Empreendedores que vendem produtos em plataformas de e-commerce também estão no radar do Fisco. Marketplaces enviam relatórios periódicos sobre as vendas realizadas por seus usuários. Se o faturamento informado nessas plataformas não estiver compatível com a declaração de renda ou com o faturamento da empresa, a Receita pode identificar a inconsistência.

Recebimento de aluguéis

Rendimentos provenientes de aluguel de imóveis são considerados tributáveis. A Receita cruza informações entre quem paga o aluguel e quem recebe. Quando o locatário é uma empresa, por exemplo, essa informação costuma ser declarada em obrigações fiscais, facilitando a identificação de divergências.

Movimentações registradas na e-Financeira

A e-Financeira é uma obrigação acessória enviada por bancos e instituições financeiras à Receita Federal.

Nesse relatório constam dados como:

  • saldos em contas bancárias
  • rendimentos de aplicações financeiras
  • movimentações em investimentos
  • resgates de fundos ou ações

Com essas informações, o Fisco consegue ter um panorama detalhado da movimentação financeira do contribuinte.

Gastos elevados no cartão de crédito

Despesas muito altas no cartão de crédito podem levantar suspeitas quando não são compatíveis com a renda declarada.

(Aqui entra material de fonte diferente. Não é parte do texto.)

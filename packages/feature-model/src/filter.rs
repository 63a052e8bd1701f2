//! Selection filters over feature records.

use serde::{Deserialize, Serialize};

use crate::feature::Feature;
use crate::value::Value;

/// Predicate selecting features for an update or delete.
#[derive(Debug, Clone, PartialEq, Serialize, Deserialize)]
#[serde(tag = "kind", rename_all = "snake_case")]
pub enum Filter {
    /// Matches every feature.
    SelectAll,
    /// Matches no feature. Operations carrying this filter are no-ops.
    SelectNone,
    /// Matches features whose identifier is in the given set.
    Ids { ids: Vec<String> },
    /// Matches features whose attribute equals the given value.
    Equals { field: String, value: Value },
}

impl Filter {
    /// Convenience constructor for a single-identifier filter.
    pub fn id(id: impl Into<String>) -> Self {
        Filter::Ids {
            ids: vec![id.into()],
        }
    }

    /// Evaluates this filter against a feature.
    pub fn matches(&self, feature: &Feature) -> bool {
        match self {
            Filter::SelectAll => true,
            Filter::SelectNone => false,
            Filter::Ids { ids } => ids.iter().any(|id| id == feature.id()),
            Filter::Equals { field, value } => feature.attribute(field) == Some(value),
        }
    }

    /// Returns the identifier if this is an identifier filter naming
    /// exactly one identifier.
    pub fn single_id(&self) -> Option<&str> {
        match self {
            Filter::Ids { ids } if ids.len() == 1 => Some(&ids[0]),
            _ => None,
        }
    }

    /// Returns whether this is the universal "select nothing" filter.
    pub fn is_select_none(&self) -> bool {
        matches!(self, Filter::SelectNone)
    }
}

#[cfg(test)]
mod tests {
    use super::*;

    fn road() -> Feature {
        Feature::new("roads", "roads.7").with_attribute("lanes", Value::I64(2))
    }

    #[test]
    fn select_all_and_none() {
        assert!(Filter::SelectAll.matches(&road()));
        assert!(!Filter::SelectNone.matches(&road()));
        assert!(Filter::SelectNone.is_select_none());
        assert!(!Filter::SelectAll.is_select_none());
    }

    #[test]
    fn id_filter_matches_by_identifier() {
        assert!(Filter::id("roads.7").matches(&road()));
        assert!(!Filter::id("roads.8").matches(&road()));

        let multi = Filter::Ids {
            ids: vec!["roads.7".into(), "roads.8".into()],
        };
        assert!(multi.matches(&road()));
    }

    #[test]
    fn single_id_only_for_one_identifier() {
        assert_eq!(Filter::id("roads.7").single_id(), Some("roads.7"));

        let multi = Filter::Ids {
            ids: vec!["a".into(), "b".into()],
        };
        assert_eq!(multi.single_id(), None);
        assert_eq!(Filter::SelectAll.single_id(), None);
    }

    #[test]
    fn equals_filter_compares_attribute() {
        let eq = Filter::Equals {
            field: "lanes".into(),
            value: Value::I64(2),
        };
        assert!(eq.matches(&road()));

        let ne = Filter::Equals {
            field: "lanes".into(),
            value: Value::I64(4),
        };
        assert!(!ne.matches(&road()));

        let missing = Filter::Equals {
            field: "surface".into(),
            value: Value::from("asphalt"),
        };
        assert!(!missing.matches(&road()));
    }
}
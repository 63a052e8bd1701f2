//! CLI for applying a batch of feature edits against a remote service.
//!
//! Reads a JSON batch file declaring feature type schemas and a sequence
//! of insert/update/delete edits, buffers them in one client transaction,
//! and commits them in a single request.

use std::collections::BTreeMap;
use std::path::PathBuf;
use std::sync::Arc;

use anyhow::Context;
use clap::Parser;
use serde::Deserialize;

use feature_client::{Action, FeatureTransaction, HttpTransport, TransportConfig};
use feature_model::{Feature, FeatureTypeSchema, Filter, StaticSchemaProvider, Value};

/// Command-line arguments for the edit tool.
#[derive(Parser, Debug)]
#[command(author, version, about, long_about = None)]
struct Args {
    /// Transaction endpoint of the feature service
    #[arg(long)]
    endpoint: String,

    /// JSON batch file with schemas and edits to apply
    #[arg(long)]
    batch: PathBuf,

    /// Label attached to the commit for service logs
    #[arg(long)]
    handle: Option<String>,

    /// Request timeout in milliseconds
    #[arg(long, default_value_t = 10000)]
    request_timeout_ms: u64,
}

/// Batch file contents: schemas plus the edits to buffer and commit.
#[derive(Debug, Deserialize)]
struct EditBatch {
    schemas: Vec<FeatureTypeSchema>,
    edits: Vec<Edit>,
}

#[derive(Debug, Deserialize)]
#[serde(tag = "op", rename_all = "snake_case")]
enum Edit {
    Insert {
        type_name: String,
        attributes: BTreeMap<String, Value>,
    },
    Update {
        type_name: String,
        filter: Filter,
        updates: BTreeMap<String, Value>,
    },
    Delete {
        type_name: String,
        filter: Filter,
    },
}

#[tokio::main]
async fn main() -> anyhow::Result<()> {
    let args = Args::parse();

    // Initialize tracing subscriber for logging
    tracing_subscriber::fmt::init();

    let raw = std::fs::read_to_string(&args.batch)
        .with_context(|| format!("Failed to read batch file {}", args.batch.display()))?;
    let batch: EditBatch = serde_json::from_str(&raw).context("Failed to parse batch file")?;

    let mut schemas = StaticSchemaProvider::new();
    for schema in batch.schemas {
        schemas.insert(schema);
    }

    let transport = Arc::new(HttpTransport::new(TransportConfig {
        transaction_url: Some(args.endpoint),
        request_timeout_ms: args.request_timeout_ms,
    }));
    let mut txn = FeatureTransaction::new(transport, Arc::new(schemas));
    if let Some(handle) = args.handle {
        txn = txn.with_handle(handle);
    }

    let mut temp_ids = Vec::new();
    for edit in batch.edits {
        match edit {
            Edit::Insert {
                type_name,
                attributes,
            } => {
                let temp_id = txn.next_temporary_id(&type_name);
                let mut feature = Feature::new(&type_name, &temp_id);
                for (name, value) in attributes {
                    feature.set_attribute(name, value);
                }
                txn.add_action(Action::insert(feature));
                temp_ids.push(temp_id);
            }
            Edit::Update {
                type_name,
                filter,
                updates,
            } => {
                txn.add_action(Action::update(type_name, filter, updates));
            }
            Edit::Delete { type_name, filter } => {
                txn.add_action(Action::delete(type_name, filter));
            }
        }
    }

    let pending = txn.all_actions().len();
    tracing::info!("Committing {} buffered edits", pending);
    let result = txn.commit().await?;

    println!(
        "Committed {} edits ({} features inserted)",
        pending,
        result.inserted_ids.len()
    );
    let fids = txn.fid_map();
    for temp_id in temp_ids {
        match fids.resolve(&temp_id) {
            Some(permanent) => println!("{} -> {}", temp_id, permanent),
            None => println!("{} -> (unmapped)", temp_id),
        }
    }

    Ok(())
}
//! Transport seam: outbound request and parsed result types.

use async_trait::async_trait;
use serde::{Deserialize, Serialize};

use crate::action::Action;
use crate::error::ClientError;

/// Outcome status reported by the service.
#[derive(Debug, Clone, Copy, PartialEq, Eq, Serialize, Deserialize)]
#[serde(rename_all = "snake_case")]
pub enum TransactionStatus {
    Success,
    Failed,
}

/// Parsed response to one transaction request. Returned once per commit,
/// never persisted.
#[derive(Debug, Clone, Serialize, Deserialize)]
pub struct TransactionResult {
    pub status: TransactionStatus,
    /// Server-reported cause when the status is `Failed`
    #[serde(default)]
    pub error: Option<String>,
    /// Permanent identifiers of inserted features, in request order
    #[serde(default)]
    pub inserted_ids: Vec<String>,
}

impl TransactionResult {
    pub fn success(inserted_ids: Vec<String>) -> Self {
        Self {
            status: TransactionStatus::Success,
            error: None,
            inserted_ids,
        }
    }

    pub fn failed(message: impl Into<String>) -> Self {
        Self {
            status: TransactionStatus::Failed,
            error: Some(message.into()),
            inserted_ids: Vec::new(),
        }
    }
}

/// Actions of one feature type, in transmission order.
#[derive(Debug, Clone, PartialEq, Serialize, Deserialize)]
pub struct ActionGroup {
    pub type_name: String,
    pub actions: Vec<Action>,
}

/// One outbound transaction document spanning all pending feature types.
#[derive(Debug, Clone, PartialEq, Serialize, Deserialize)]
pub struct TransactionRequest {
    /// Optional human-readable label echoed into service logs
    #[serde(skip_serializing_if = "Option::is_none")]
    pub handle: Option<String>,
    /// Namespaces of every referenced feature type's schema
    pub namespaces: Vec<String>,
    /// Per-type action groups; order within each group is significant
    pub groups: Vec<ActionGroup>,
}

/// Serializes and transmits one transaction request.
///
/// Implementations must preserve per-type action order and surface
/// transport failures without mutating any client state.
#[async_trait]
pub trait TransactionTransport: Send + Sync {
    async fn send(&self, request: &TransactionRequest) -> Result<TransactionResult, ClientError>;
}
//! Permanent identifier bookkeeping.

use parking_lot::Mutex;
use std::collections::HashMap;

use feature_model::Filter;

/// Records temporary-to-permanent identifier mappings.
///
/// The seam between the commit driver and the owning store: the driver
/// calls [`record_mapping`](FidStore::record_mapping) once per
/// successfully inserted feature.
pub trait FidStore: Send + Sync {
    fn record_mapping(&self, temp_id: &str, permanent_id: &str);
}

/// Identifier table maintained across commits.
///
/// Holds, per feature type, the permanent identifiers assigned by the
/// most recent commit, and a translation table from every temporary
/// identifier ever resolved to its permanent identifier. The owning
/// store consults the table to rewrite identifier filters issued after
/// commit.
#[derive(Debug, Default)]
pub struct FidMap {
    inner: Mutex<FidMapInner>,
}

#[derive(Debug, Default)]
struct FidMapInner {
    /// type name -> permanent ids from the last commit
    latest: HashMap<String, Vec<String>>,
    /// temporary id -> permanent id
    resolved: HashMap<String, String>,
}

impl FidMap {
    pub fn new() -> Self {
        Self::default()
    }

    /// Returns the permanent identifiers assigned to this feature type by
    /// the most recent commit. Empty if the type has not been committed.
    pub fn latest_fids(&self, type_name: &str) -> Vec<String> {
        let inner = self.inner.lock();
        inner.latest.get(type_name).cloned().unwrap_or_default()
    }

    /// Returns the permanent identifier a temporary one resolved to.
    pub fn resolve(&self, id: &str) -> Option<String> {
        let inner = self.inner.lock();
        inner.resolved.get(id).cloned()
    }

    /// Rewrites identifier filters, replacing every resolved temporary
    /// identifier with its permanent one. Identifiers without a recorded
    /// mapping (permanent ones, or temporaries from an uncommitted
    /// insert) pass through unchanged.
    pub fn rewrite_filter(&self, filter: &Filter) -> Filter {
        match filter {
            Filter::Ids { ids } => {
                let inner = self.inner.lock();
                Filter::Ids {
                    ids: ids
                        .iter()
                        .map(|id| inner.resolved.get(id).cloned().unwrap_or_else(|| id.clone()))
                        .collect(),
                }
            }
            other => other.clone(),
        }
    }

    pub(crate) fn set_latest_fids(&self, type_name: &str, fids: Vec<String>) {
        let mut inner = self.inner.lock();
        inner.latest.insert(type_name.to_string(), fids);
    }

    /// Forgets the per-type results of the last commit. The translation
    /// table survives: filters referencing old temporary identifiers must
    /// keep resolving for the lifetime of the owning store.
    pub(crate) fn clear_latest(&self) {
        let mut inner = self.inner.lock();
        inner.latest.clear();
    }
}

impl FidStore for FidMap {
    fn record_mapping(&self, temp_id: &str, permanent_id: &str) {
        let mut inner = self.inner.lock();
        inner
            .resolved
            .insert(temp_id.to_string(), permanent_id.to_string());
    }
}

Se o padrão de consumo for muito superior à renda informada no Imposto de Renda, o sistema da Receita pode gerar alertas automáticos para verificar a origem desses recursos.

Compra ou venda de bens de alto valor

Transações envolvendo imóveis, veículos ou outros bens de alto valor também são comunicadas à Receita Federal.

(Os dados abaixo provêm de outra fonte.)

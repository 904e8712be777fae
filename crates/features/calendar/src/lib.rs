//! Built-in calendar rules.
//!
//! This crate is the core rule module of the default serializer: every type
//! below is known to each call without naming it.
//!
//! | Rule                  | Matches when                                            |
//! |-----------------------|---------------------------------------------------------|
//! | [`EveryDay`]          | always                                                  |
//! | [`DayOfWeek`]         | the weekday equals `weekday`                            |
//! | [`DayOfMonth`]        | the day number equals `day`, negative counts from end   |
//! | [`NthWeekdayOfMonth`] | the date is the `occurrence`-th `weekday` of its month  |
//! | [`NthOccurrence`]     | the date is the `occurrence`-th match of `rule` in its month |
//! | [`DayOffset`]         | `rule` matches the date `days` earlier                  |
//! | [`AnyOf`] / [`AllOf`] | any / all nested rules match                            |
//!
//! Occurrence and day numbers of zero never match.

mod month;
mod rules;

pub use rules::{
    AllOf, AnyOf, DayOfMonth, DayOfWeek, DayOffset, EveryDay, NthOccurrence, NthWeekdayOfMonth,
};

rulekit_codec::declare_rule_module!(pub static CALENDAR);
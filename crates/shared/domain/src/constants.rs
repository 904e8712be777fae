/// Configuration file looked up when no explicit path is given (any supported extension).
pub const DEFAULT_CONFIG_FILE: &str = "rulekit";

/// Prefix of environment variables overriding configuration values.
pub const ENV_PREFIX: &str = "RULEKIT";

/// Separator between nested keys in environment variable names.
pub const ENV_SEPARATOR: &str = "__";

pub const DEFAULT_LOG_NAME: &str = "rulekit";
pub const DEFAULT_MAX_LOG_FILES: usize = 10;
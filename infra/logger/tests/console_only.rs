use rulekit_domain::config::{LogLevel, LoggingConfig};
use rulekit_logger::Logger;

#[test]
fn console_only_config_has_no_guard() {
    let config = LoggingConfig {
        name: "integration-console-only".to_owned(),
        level: LogLevel::Debug,
        ..LoggingConfig::default()
    };

    let logger = Logger::from_config(&config).expect("logger should initialize");
    assert!(logger.guard().is_none(), "console-only logger should not create a file guard");
}
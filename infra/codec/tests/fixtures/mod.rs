use rulekit_codec::prelude::*;
use rulekit_codec::{InventoryScanner, ModuleScanner, RuleTypeInfo};
use std::sync::Arc;
use std::sync::atomic::{AtomicUsize, Ordering};

rulekit_codec::declare_rule_module!(pub static FIXTURE_RULES);

/// A module that is not linked: only [`PluginScanner`] knows its types.
pub const PLUGIN: &str = "fixture_plugin";

#[rule_model(tag = "fixture.always")]
#[derive(PartialEq, Eq)]
pub struct Always {}

#[rule_model(tag = "fixture.on_weekday")]
#[derive(PartialEq, Eq)]
pub struct OnWeekday {
    pub weekday: Weekday,
}

#[rule_model(tag = "fixture.not")]
pub struct Not {
    pub rule: Box<dyn Rule>,
}

#[rule_model(tag = "fixture.any_of")]
pub struct AnyOf {
    pub rules: Vec<Box<dyn Rule>>,
}

impl Rule for Always {
    fn matches(&self, _date: NaiveDate) -> bool {
        true
    }
}

impl Rule for OnWeekday {
    fn matches(&self, date: NaiveDate) -> bool {
        date.weekday() == self.weekday
    }
}

impl Rule for Not {
    fn matches(&self, date: NaiveDate) -> bool {
        !self.rule.matches(date)
    }
}

impl Rule for AnyOf {
    fn matches(&self, date: NaiveDate) -> bool {
        self.rules.iter().any(|rule| rule.matches(date))
    }
}

/// Owned by [`PLUGIN`] and registered by hand.
#[derive(Debug, PartialEq, Eq, rulekit_codec::serde::Serialize, rulekit_codec::serde::Deserialize)]
#[serde(crate = "rulekit_codec::serde", deny_unknown_fields)]
pub struct LeapDay {}

impl RuleModel for LeapDay {
    const TAG: &'static str = "plugin.leap_day";

    fn type_info() -> &'static RuleTypeInfo {
        static INFO: RuleTypeInfo = RuleTypeInfo::of::<LeapDay>(PLUGIN, LeapDay::TAG);
        &INFO
    }
}

impl Rule for LeapDay {
    fn matches(&self, date: NaiveDate) -> bool {
        date.month() == 2 && date.day() == 29
    }
}

/// A module whose only type reuses the tag of [`Always`].
pub const CLASH: &str = "fixture_clash";

/// Owned by [`CLASH`] and registered by hand.
#[derive(Debug, rulekit_codec::serde::Serialize, rulekit_codec::serde::Deserialize)]
#[serde(crate = "rulekit_codec::serde", deny_unknown_fields)]
pub struct Counterfeit {}

impl RuleModel for Counterfeit {
    const TAG: &'static str = "fixture.always";

    fn type_info() -> &'static RuleTypeInfo {
        static INFO: RuleTypeInfo = RuleTypeInfo::of::<Counterfeit>(CLASH, Counterfeit::TAG);
        &INFO
    }
}

impl Rule for Counterfeit {
    fn matches(&self, _date: NaiveDate) -> bool {
        false
    }
}

/// Scans linked modules through inventory and serves [`PLUGIN`] and [`CLASH`] by hand.
#[derive(Debug, Default)]
pub struct PluginScanner {
    scans: AtomicUsize,
}

impl PluginScanner {
    pub fn scans(&self) -> usize {
        self.scans.load(Ordering::SeqCst)
    }
}

impl ModuleScanner for PluginScanner {
    fn scan(&self, module: &RuleModule) -> Result<Vec<&'static RuleTypeInfo>, CodecError> {
        self.scans.fetch_add(1, Ordering::SeqCst);
        match module.name() {
            PLUGIN => return Ok(vec![LeapDay::type_info()]),
            CLASH => return Ok(vec![Counterfeit::type_info()]),
            _ => {},
        }
        InventoryScanner.scan(module)
    }
}

/// Creates a compact serializer over [`FIXTURE_RULES`] with a fresh scan cache.
#[must_use]
pub fn setup_codec() -> (RuleSerializer, Arc<PluginScanner>) {
    let scanner = Arc::new(PluginScanner::default());
    let codec = RuleSerializer::builder(&FIXTURE_RULES).scanner(Arc::clone(&scanner)).build();
    (codec, scanner)
}

#[must_use]
pub fn clash() -> TypeSource {
    TypeSource::Module(RuleModule::named(CLASH))
}

#[must_use]
pub fn plugin() -> TypeSource {
    TypeSource::Module(RuleModule::named(PLUGIN))
}

/// # Panics
/// * If the date does not exist.
#[must_use]
pub fn date(year: i32, month: u32, day: u32) -> NaiveDate {
    NaiveDate::from_ymd_opt(year, month, day).expect("valid fixture date")
}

Cartórios, imobiliárias e órgãos como o Detran enviam informações sobre essas operações. Caso exista lucro na venda, o contribuinte deve apurar e recolher o imposto sobre ganho de capital dentro do prazo legal.

Doações e heranças que aumentam o patrimônio

Mesmo que heranças e doações sejam isentas de Imposto de Renda federal, elas precisam ser declaradas. Além disso, esses valores geralmente estão sujeitos ao ITCMD, imposto estadual. A Receita Federal cruza dados com as secretarias estaduais de fazenda para verificar se houve evolução patrimonial compatível com a origem declarada. Com o avanço da tecnologia e o compartilhamento de informações entre instituições, a Receita Federal consegue identificar inconsistências em poucos segundos.

Por isso, manter a contabilidade organizada, declarar corretamente todas as fontes de renda e registrar as operações financeiras é essencial para evitar problemas fiscais. Para empresas e empreendedores, o acompanhamento contábil preventivo é uma das melhores estratégias para garantir conformidade tributária e evitar autuações.